GOAL OF THE EXERCISE: Go through the data below and return each line containing the word "text".
START MATERIAL FOR THIS EXERCISE
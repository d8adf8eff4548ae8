//! Canonical commit record types
//!
//! Every backend (local Git, GitHub) normalizes its native commit and diff
//! data into these shapes before anything else looks at it.

use chrono::DateTime;
use serde::{Deserialize, Serialize};

/// Maximum number of file diffs kept per commit.
pub const MAX_FILES: usize = 10;

/// Maximum number of characters of patch text kept per file.
pub const MAX_PATCH_CHARS: usize = 2000;

/// Sentinel used when a backend provides no patch text for a file.
///
/// Distinct from an empty string so that "backend sent nothing" and
/// "the diff is empty" remain distinguishable.
pub const NO_PATCH: &str = "no patch";

/// Aggregate change statistics for a commit.
#[derive(Debug, Clone, Copy, PartialEq, Eq, Serialize, Deserialize)]
pub struct CommitStats {
    /// Number of files changed
    pub total_files: usize,
    /// Total lines added
    pub additions: usize,
    /// Total lines deleted
    pub deletions: usize,
}

/// A single file change within a commit.
#[derive(Debug, Clone, PartialEq, Eq, Serialize, Deserialize)]
pub struct FileDiff {
    /// Path of the changed file
    pub name: String,
    /// Change status: "added", "modified", "removed", "renamed"
    pub status: String,
    /// Lines added in this file
    pub additions: usize,
    /// Lines deleted in this file
    pub deletions: usize,
    /// Patch text, truncated to [`MAX_PATCH_CHARS`]; [`NO_PATCH`] when absent
    pub patch: String,
    /// URL of the file blob, if the backend provides one
    pub url: String,
}

impl FileDiff {
    /// Total change volume (additions + deletions) for ranking.
    #[must_use]
    pub fn change_volume(&self) -> usize {
        self.additions + self.deletions
    }
}

/// Canonical unit of commit history, backend-independent.
///
/// A record without `stats`/`files` is a lightweight listing; one with both
/// is a detailed listing. The two shapes come from distinct operations and
/// are never mixed in one result list.
#[derive(Debug, Clone, PartialEq, Eq, Serialize, Deserialize)]
pub struct CommitRecord {
    /// Commit identifier: full hash for local records, 7 characters for
    /// GitHub records
    pub sha: String,
    /// Author display name (empty when the backend provides none)
    pub author: String,
    /// ISO-8601 timestamp, or a 10-character salvage of an unparsable one
    pub date: String,
    /// Summary line of the commit message (never contains newlines)
    pub message: String,
    /// Aggregate stats, present only on detailed listings
    #[serde(default, skip_serializing_if = "Option::is_none")]
    pub stats: Option<CommitStats>,
    /// Per-file diffs, present only on detailed listings
    #[serde(default, skip_serializing_if = "Option::is_none")]
    pub files: Option<Vec<FileDiff>>,
}

impl CommitRecord {
    /// Create a lightweight record, reducing the message to its summary line.
    #[must_use]
    pub fn new(
        sha: impl Into<String>,
        author: impl Into<String>,
        date: impl Into<String>,
        message: &str,
    ) -> Self {
        Self {
            sha: sha.into(),
            author: author.into(),
            date: date.into(),
            message: summary_line(message),
            stats: None,
            files: None,
        }
    }

    /// Whether this is a detailed listing (stats and files present).
    #[must_use]
    pub fn is_detailed(&self) -> bool {
        self.stats.is_some() && self.files.is_some()
    }
}

/// First line of a commit message, trimmed.
#[must_use]
pub fn summary_line(message: &str) -> String {
    message.lines().next().unwrap_or("").trim().to_string()
}

/// Normalize a raw backend date into the canonical form.
///
/// Valid ISO-8601 input is kept as RFC 3339; anything unparsable degrades
/// to its first 10 characters (approximating `YYYY-MM-DD`) instead of
/// failing the batch.
#[must_use]
pub fn normalize_date(raw: &str) -> String {
    match DateTime::parse_from_rfc3339(raw) {
        Ok(dt) => dt.to_rfc3339(),
        Err(_) => raw.chars().take(10).collect(),
    }
}

/// Keep the most-changed files, at most [`MAX_FILES`] of them.
///
/// Sorted descending by change volume; the sort is stable so ties keep the
/// backend's original ordering.
#[must_use]
pub fn top_files(mut files: Vec<FileDiff>) -> Vec<FileDiff> {
    files.sort_by(|a, b| b.change_volume().cmp(&a.change_volume()));
    files.truncate(MAX_FILES);
    files
}

/// Truncate patch text to [`MAX_PATCH_CHARS`], mapping absent or empty
/// patches to the [`NO_PATCH`] sentinel.
#[must_use]
pub fn truncate_patch(patch: Option<&str>) -> String {
    match patch {
        None => NO_PATCH.to_string(),
        Some(p) if p.is_empty() => NO_PATCH.to_string(),
        Some(p) => p.chars().take(MAX_PATCH_CHARS).collect(),
    }
}

#[cfg(test)]
mod tests {
    use super::*;
    use similar_asserts::assert_eq;

    fn file(name: &str, additions: usize, deletions: usize) -> FileDiff {
        FileDiff {
            name: name.to_string(),
            status: "modified".to_string(),
            additions,
            deletions,
            patch: NO_PATCH.to_string(),
            url: String::new(),
        }
    }

    #[test]
    fn test_summary_line_multiline() {
        assert_eq!(
            summary_line("feat: add widget\n\nLonger description."),
            "feat: add widget"
        );
    }

    #[test]
    fn test_summary_line_single_line() {
        assert_eq!(summary_line("fix typo"), "fix typo");
    }

    #[test]
    fn test_summary_line_empty() {
        assert_eq!(summary_line(""), "");
    }

    #[test]
    fn test_record_message_has_no_newlines() {
        let record = CommitRecord::new("abc1234", "Author", "2026-01-01T00:00:00Z", "a\nb\nc");
        assert!(!record.message.contains('\n'));
        assert_eq!(record.message, "a");
    }

    #[test]
    fn test_normalize_date_valid() {
        let normalized = normalize_date("2026-03-02T10:30:00Z");
        assert!(normalized.starts_with("2026-03-02T10:30:00"));
    }

    #[test]
    fn test_normalize_date_salvages_garbage() {
        assert_eq!(normalize_date("2026-03-02 not a timestamp"), "2026-03-02");
        assert_eq!(normalize_date("short"), "short");
    }

    #[test]
    fn test_top_files_truncates_to_ten() {
        let files: Vec<FileDiff> = (0..15).map(|i| file(&format!("f{i}"), i, 0)).collect();
        let top = top_files(files);

        assert_eq!(top.len(), MAX_FILES);
        // Most-changed first: f14 down to f5
        assert_eq!(top[0].name, "f14");
        assert_eq!(top[9].name, "f5");
        for pair in top.windows(2) {
            assert!(pair[0].change_volume() >= pair[1].change_volume());
        }
    }

    #[test]
    fn test_top_files_stable_on_ties() {
        let files = vec![file("first", 3, 0), file("second", 0, 3), file("third", 2, 1)];
        let top = top_files(files);
        assert_eq!(top[0].name, "first");
        assert_eq!(top[1].name, "second");
        assert_eq!(top[2].name, "third");
    }

    #[test]
    fn test_truncate_patch_sentinel() {
        assert_eq!(truncate_patch(None), NO_PATCH);
        assert_eq!(truncate_patch(Some("")), NO_PATCH);
    }

    #[test]
    fn test_truncate_patch_limits_length() {
        let long = "x".repeat(5000);
        let truncated = truncate_patch(Some(&long));
        assert_eq!(truncated.chars().count(), MAX_PATCH_CHARS);
    }

    #[test]
    fn test_truncate_patch_short_passthrough() {
        assert_eq!(truncate_patch(Some("@@ -1 +1 @@")), "@@ -1 +1 @@");
    }

    #[test]
    fn test_record_serialization_skips_absent_detail() {
        let record = CommitRecord::new("abc1234", "Author", "2026-01-01T00:00:00Z", "msg");
        let json = serde_json::to_string(&record).expect("serialize");
        assert!(!json.contains("stats"));
        assert!(!json.contains("files"));
    }

    #[test]
    fn test_record_roundtrip_with_detail() {
        let record = CommitRecord {
            sha: "abc1234".to_string(),
            author: "Author".to_string(),
            date: "2026-01-01T00:00:00+00:00".to_string(),
            message: "msg".to_string(),
            stats: Some(CommitStats {
                total_files: 2,
                additions: 10,
                deletions: 3,
            }),
            files: Some(vec![file("a.rs", 7, 2), file("b.rs", 3, 1)]),
        };

        let json = serde_json::to_string(&record).expect("serialize");
        let back: CommitRecord = serde_json::from_str(&json).expect("deserialize");
        assert_eq!(record, back);
        assert!(back.is_detailed());
    }
}

#[cfg(test)]
mod property_tests {
    use super::*;
    use proptest::prelude::*;

    fn file_strategy() -> impl Strategy<Value = FileDiff> {
        ("[a-z]{1,12}", 0usize..500, 0usize..500).prop_map(|(name, additions, deletions)| {
            FileDiff {
                name,
                status: "modified".to_string(),
                additions,
                deletions,
                patch: NO_PATCH.to_string(),
                url: String::new(),
            }
        })
    }

    proptest! {
        /// top_files never returns more than MAX_FILES entries
        #[test]
        fn prop_top_files_bounded(files in proptest::collection::vec(file_strategy(), 0..30)) {
            prop_assert!(top_files(files).len() <= MAX_FILES);
        }

        /// top_files output is sorted descending by change volume
        #[test]
        fn prop_top_files_sorted(files in proptest::collection::vec(file_strategy(), 0..30)) {
            let top = top_files(files);
            for pair in top.windows(2) {
                prop_assert!(pair[0].change_volume() >= pair[1].change_volume());
            }
        }

        /// Truncated patches never exceed the character budget
        #[test]
        fn prop_patch_bounded(patch in ".*") {
            let truncated = truncate_patch(Some(&patch));
            prop_assert!(truncated.chars().count() <= MAX_PATCH_CHARS.max(NO_PATCH.len()));
        }

        /// Summary lines never contain newlines
        #[test]
        fn prop_summary_single_line(message in ".*") {
            prop_assert!(!summary_line(&message).contains('\n'));
        }

        /// Unparsable dates degrade to at most 10 characters
        #[test]
        fn prop_date_salvage_bounded(raw in "[^0-9].*") {
            if DateTime::parse_from_rfc3339(&raw).is_err() {
                prop_assert!(normalize_date(&raw).chars().count() <= 10);
            }
        }
    }
}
END MATERIAL FOR THIS EXERCISE
SOLUTION TO THE PROBLEM:
/// Maximum number of characters of patch text kept per file.
/// Sentinel used when a backend provides no patch text for a file.
    /// Patch text, truncated to [`MAX_PATCH_CHARS`]; [`NO_PATCH`] when absent
/// Truncate patch text to [`MAX_PATCH_CHARS`], mapping absent or empty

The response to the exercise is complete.